(TASK MATERIAL)
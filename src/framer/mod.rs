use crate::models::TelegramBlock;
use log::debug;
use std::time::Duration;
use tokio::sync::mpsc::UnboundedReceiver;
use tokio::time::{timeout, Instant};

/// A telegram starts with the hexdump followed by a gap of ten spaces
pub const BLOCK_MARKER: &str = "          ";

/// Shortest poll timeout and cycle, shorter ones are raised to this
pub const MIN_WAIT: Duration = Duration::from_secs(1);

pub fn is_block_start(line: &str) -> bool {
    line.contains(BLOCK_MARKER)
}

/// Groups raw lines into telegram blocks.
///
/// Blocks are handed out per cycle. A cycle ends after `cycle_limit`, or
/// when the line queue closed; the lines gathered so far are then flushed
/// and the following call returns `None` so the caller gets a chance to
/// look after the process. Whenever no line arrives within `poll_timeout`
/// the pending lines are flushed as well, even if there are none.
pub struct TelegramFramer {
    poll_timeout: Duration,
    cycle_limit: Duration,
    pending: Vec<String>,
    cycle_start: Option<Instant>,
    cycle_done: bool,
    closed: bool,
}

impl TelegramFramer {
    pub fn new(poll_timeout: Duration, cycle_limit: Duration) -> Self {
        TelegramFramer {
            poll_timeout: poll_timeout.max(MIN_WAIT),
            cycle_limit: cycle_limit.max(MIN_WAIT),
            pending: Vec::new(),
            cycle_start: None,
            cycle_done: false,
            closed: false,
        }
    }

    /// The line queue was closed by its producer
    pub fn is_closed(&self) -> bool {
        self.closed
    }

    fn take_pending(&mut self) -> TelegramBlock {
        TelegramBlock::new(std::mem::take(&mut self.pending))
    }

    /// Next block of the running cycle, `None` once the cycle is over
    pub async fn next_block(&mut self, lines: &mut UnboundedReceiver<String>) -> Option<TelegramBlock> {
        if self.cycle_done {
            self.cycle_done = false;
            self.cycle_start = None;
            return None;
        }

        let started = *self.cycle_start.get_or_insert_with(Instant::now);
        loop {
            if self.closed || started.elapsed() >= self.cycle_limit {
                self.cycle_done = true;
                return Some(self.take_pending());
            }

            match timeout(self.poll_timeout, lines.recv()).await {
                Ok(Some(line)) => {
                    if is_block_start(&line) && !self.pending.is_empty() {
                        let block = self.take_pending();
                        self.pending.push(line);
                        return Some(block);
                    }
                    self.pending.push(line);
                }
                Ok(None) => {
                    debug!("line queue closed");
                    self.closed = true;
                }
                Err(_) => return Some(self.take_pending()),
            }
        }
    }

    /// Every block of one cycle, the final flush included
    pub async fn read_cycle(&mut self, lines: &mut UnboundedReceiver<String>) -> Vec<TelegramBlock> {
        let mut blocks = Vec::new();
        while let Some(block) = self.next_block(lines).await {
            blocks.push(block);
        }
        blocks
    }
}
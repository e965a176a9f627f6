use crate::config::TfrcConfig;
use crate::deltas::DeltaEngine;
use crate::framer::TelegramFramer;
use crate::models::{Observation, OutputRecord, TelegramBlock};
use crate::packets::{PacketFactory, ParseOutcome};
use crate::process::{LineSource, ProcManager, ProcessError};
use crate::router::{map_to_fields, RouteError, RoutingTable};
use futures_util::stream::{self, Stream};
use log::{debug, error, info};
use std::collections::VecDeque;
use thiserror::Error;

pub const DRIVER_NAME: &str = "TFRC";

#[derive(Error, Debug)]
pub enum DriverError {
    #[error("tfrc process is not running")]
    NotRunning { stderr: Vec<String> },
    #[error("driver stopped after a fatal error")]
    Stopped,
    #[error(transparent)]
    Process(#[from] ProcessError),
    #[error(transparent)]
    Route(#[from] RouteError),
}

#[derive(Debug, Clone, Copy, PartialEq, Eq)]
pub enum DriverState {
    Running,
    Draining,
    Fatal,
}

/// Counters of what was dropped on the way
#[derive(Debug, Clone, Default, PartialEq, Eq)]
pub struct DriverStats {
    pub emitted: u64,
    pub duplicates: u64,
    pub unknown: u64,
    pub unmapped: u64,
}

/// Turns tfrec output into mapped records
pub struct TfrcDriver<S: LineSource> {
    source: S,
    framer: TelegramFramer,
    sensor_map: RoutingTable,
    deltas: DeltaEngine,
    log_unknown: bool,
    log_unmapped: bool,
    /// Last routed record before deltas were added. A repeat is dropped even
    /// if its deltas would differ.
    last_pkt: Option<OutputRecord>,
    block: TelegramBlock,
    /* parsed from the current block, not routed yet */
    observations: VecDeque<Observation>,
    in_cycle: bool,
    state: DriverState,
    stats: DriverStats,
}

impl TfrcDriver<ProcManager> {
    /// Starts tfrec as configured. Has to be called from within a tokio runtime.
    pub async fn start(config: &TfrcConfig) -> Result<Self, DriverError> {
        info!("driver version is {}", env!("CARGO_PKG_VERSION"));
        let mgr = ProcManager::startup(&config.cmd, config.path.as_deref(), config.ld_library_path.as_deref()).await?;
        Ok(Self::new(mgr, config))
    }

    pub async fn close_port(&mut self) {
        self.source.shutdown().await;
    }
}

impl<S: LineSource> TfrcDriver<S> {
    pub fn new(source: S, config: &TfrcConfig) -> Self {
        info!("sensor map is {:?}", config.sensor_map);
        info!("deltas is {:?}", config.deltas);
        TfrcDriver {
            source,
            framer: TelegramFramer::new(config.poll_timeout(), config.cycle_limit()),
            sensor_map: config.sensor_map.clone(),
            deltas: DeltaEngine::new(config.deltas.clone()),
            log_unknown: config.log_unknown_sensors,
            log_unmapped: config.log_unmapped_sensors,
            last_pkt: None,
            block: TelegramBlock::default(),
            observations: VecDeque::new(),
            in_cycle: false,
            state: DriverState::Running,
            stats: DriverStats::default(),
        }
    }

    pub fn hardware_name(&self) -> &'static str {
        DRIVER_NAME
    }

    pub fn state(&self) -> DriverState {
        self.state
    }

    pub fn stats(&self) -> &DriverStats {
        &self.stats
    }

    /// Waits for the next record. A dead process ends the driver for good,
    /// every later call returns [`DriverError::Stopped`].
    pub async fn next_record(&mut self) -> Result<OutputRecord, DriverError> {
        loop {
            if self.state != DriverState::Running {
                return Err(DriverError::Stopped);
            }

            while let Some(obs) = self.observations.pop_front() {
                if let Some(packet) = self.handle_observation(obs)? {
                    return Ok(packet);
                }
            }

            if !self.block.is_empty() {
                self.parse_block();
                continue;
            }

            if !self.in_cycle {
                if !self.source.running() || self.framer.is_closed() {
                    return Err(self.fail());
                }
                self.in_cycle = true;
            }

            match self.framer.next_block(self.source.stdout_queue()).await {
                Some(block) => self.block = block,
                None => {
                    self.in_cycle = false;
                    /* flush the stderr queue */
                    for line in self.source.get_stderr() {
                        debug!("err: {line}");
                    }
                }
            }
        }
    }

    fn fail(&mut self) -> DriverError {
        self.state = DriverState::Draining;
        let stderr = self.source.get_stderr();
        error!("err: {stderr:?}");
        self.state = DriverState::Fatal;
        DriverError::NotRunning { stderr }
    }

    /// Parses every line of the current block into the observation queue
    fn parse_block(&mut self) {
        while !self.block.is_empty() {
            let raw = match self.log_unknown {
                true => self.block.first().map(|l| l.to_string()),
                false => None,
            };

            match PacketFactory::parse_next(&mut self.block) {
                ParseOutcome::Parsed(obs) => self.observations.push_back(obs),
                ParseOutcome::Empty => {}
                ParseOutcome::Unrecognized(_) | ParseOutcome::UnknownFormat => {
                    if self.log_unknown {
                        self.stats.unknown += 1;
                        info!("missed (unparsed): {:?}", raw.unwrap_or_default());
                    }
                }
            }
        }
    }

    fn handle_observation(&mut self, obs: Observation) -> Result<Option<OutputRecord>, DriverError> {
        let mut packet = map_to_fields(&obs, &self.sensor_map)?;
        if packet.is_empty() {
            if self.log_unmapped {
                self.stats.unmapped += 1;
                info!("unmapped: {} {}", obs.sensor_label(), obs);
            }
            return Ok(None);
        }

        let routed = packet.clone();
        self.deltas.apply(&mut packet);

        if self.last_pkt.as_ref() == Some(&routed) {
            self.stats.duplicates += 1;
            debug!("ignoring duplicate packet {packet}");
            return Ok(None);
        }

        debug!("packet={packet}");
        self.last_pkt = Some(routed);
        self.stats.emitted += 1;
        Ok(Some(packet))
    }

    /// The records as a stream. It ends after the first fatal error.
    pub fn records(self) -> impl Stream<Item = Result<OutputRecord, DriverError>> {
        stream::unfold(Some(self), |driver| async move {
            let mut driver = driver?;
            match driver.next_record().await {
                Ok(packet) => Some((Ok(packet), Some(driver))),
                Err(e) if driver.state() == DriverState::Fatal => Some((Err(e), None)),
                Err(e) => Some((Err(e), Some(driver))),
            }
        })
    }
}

(WHAT THIS TASK INVOLVES) For the listing above, print only the lines starting at the line containing "a chance to" and ending at the line containing "self.cycle_start = None;", exactly, both included.

(TASK OUTPUT)
/// and the following call returns `None` so the caller gets a chance to
/// look after the process. Whenever no line arrives within `poll_timeout`
/// the pending lines are flushed as well, even if there are none.
pub struct TelegramFramer {
    poll_timeout: Duration,
    cycle_limit: Duration,
    pending: Vec<String>,
    cycle_start: Option<Instant>,
    cycle_done: bool,
    closed: bool,
}

impl TelegramFramer {
    pub fn new(poll_timeout: Duration, cycle_limit: Duration) -> Self {
        TelegramFramer {
            poll_timeout: poll_timeout.max(MIN_WAIT),
            cycle_limit: cycle_limit.max(MIN_WAIT),
            pending: Vec::new(),
            cycle_start: None,
            cycle_done: false,
            closed: false,
        }
    }

    /// The line queue was closed by its producer
    pub fn is_closed(&self) -> bool {
        self.closed
    }

    fn take_pending(&mut self) -> TelegramBlock {
        TelegramBlock::new(std::mem::take(&mut self.pending))
    }

    /// Next block of the running cycle, `None` once the cycle is over
    pub async fn next_block(&mut self, lines: &mut UnboundedReceiver<String>) -> Option<TelegramBlock> {
        if self.cycle_done {
            self.cycle_done = false;
            self.cycle_start = None;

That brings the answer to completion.